Now, factor in the fossil record. Here, we have vastly more organisms which we can examine and compare to existing groups. And we still see the same pattern: extinct groups represented in the fossil record share remarkeable similarities with living groups, and with each other. The degree of similarity between fossil and living organism may decrease as one goes further back in the fossil record, but almost always there are at least other fossil groups which maintain a remarkable degree of similiarity to the fossil being examined.
The conclusion, then, when coupled with the knowedge that organisms do change over time, is that these seemingly separate groups we see today, and in the fossil record, are related by descent.
Now, one can argue that similarity in form is a natural consequence of similarity of function, and that this is sufficient to explain any superficial similarities we see between organisms today, or between living organisms and extinct fossils. The problem is that we can construct trees of similarity, similar to one’s own family tree but on a much larger scale, that is completely independent of function – and those trees themselves can be unified into a single, larger tree comprised of all living things. If function were the primary producer of such similiarities, then we would expect to see multiple, independent trees, based on lifestyle.

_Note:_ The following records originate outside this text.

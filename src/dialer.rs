use std::{future::Future, io, net::SocketAddrV4};

use tokio::{
    io::{AsyncRead, AsyncWrite},
    net::TcpStream,
};

use crate::protocol::{Addr, TargetAddr};

/// Opens outbound connections for CONNECT commands.
///
/// The engine bounds every dial with its configured connect timeout, so
/// implementations do not need their own.
pub trait Dialer: Send + Sync + 'static {
    /// The type of stream a successful dial yields.
    type Stream: AsyncRead + AsyncWrite + Send + Unpin + 'static;

    /// Connects to `target`.
    ///
    /// - `target`: the host and port taken from the command request.
    /// - Returns: the open stream, or the I/O error that picks the reply status.
    fn dial(&self, target: &TargetAddr) -> impl Future<Output = io::Result<Self::Stream>> + Send;
}

/// Dials destinations directly over TCP, resolving domains with the
/// system resolver.
#[derive(Debug, Clone, Copy, Default)]
pub struct TcpDialer;

impl Dialer for TcpDialer {
    type Stream = TcpStream;

    async fn dial(&self, target: &TargetAddr) -> io::Result<TcpStream> {
        match target.addr {
            Addr::Ipv4(ip) => TcpStream::connect(SocketAddrV4::new(ip, target.port)).await,
            Addr::Domain(_) => TcpStream::connect(target.to_host_port()).await,
        }
    }
}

Birds, bats, and pterosaurs ought to group most closely together; grazing mammals ought to group more closely with grazing reptiles than to whales; and so on. Most importantly, there would be no unification possible between those trees - which is not at all what we see at all. Further, at the genetic level, we see what appear to be selectively neutral sections of DNA which are remarkably conservative among groups which we have otherwise presumed to be related by descent. Again, this is not at all an expected result of Special Creation.
Consider this image: http://news.bbc.co.uk/2/shared/bsp/hi/pdfs/28_03_07_mammalstimeline_pdf.pdf
(It’s a .pdf document, obviously)
This is a what is known as a “supertree” for all major mammal groups, showing their relationships and relative times of divergence, based on a) the assumption of common descent and b) similiarities found via multiple modes of inquiry (e.g., morphological, genetic, etc.). Were common descent mere fiction, such an image would be impossible to create.
Here is another supertree, this time for all major dinosaur groups. Again, such a thing would not be possible if common descent were not the case.
Then you have projects like this, which attempt to unite all those trees into a single, gi-huge-ic Tree of Life. Again, this would be an impossible task if all these various groups were not, in fact, related by descent from one another.
In the end, there is no single piece of evidence that allows us to state definitively that all life is descended form a single common ancestor which appeared some 3.9 billion years ago. It is a conclusion based on numerous lines of inquiry regarding the “whys” of similiarity between extant and extinct forms.
Once you get past this most important hurdle, the rest of the macroevolutionary concepts (e.g., speciation, diversification, extinction, evolution of novel structures, etc.) fall into place quite neatly.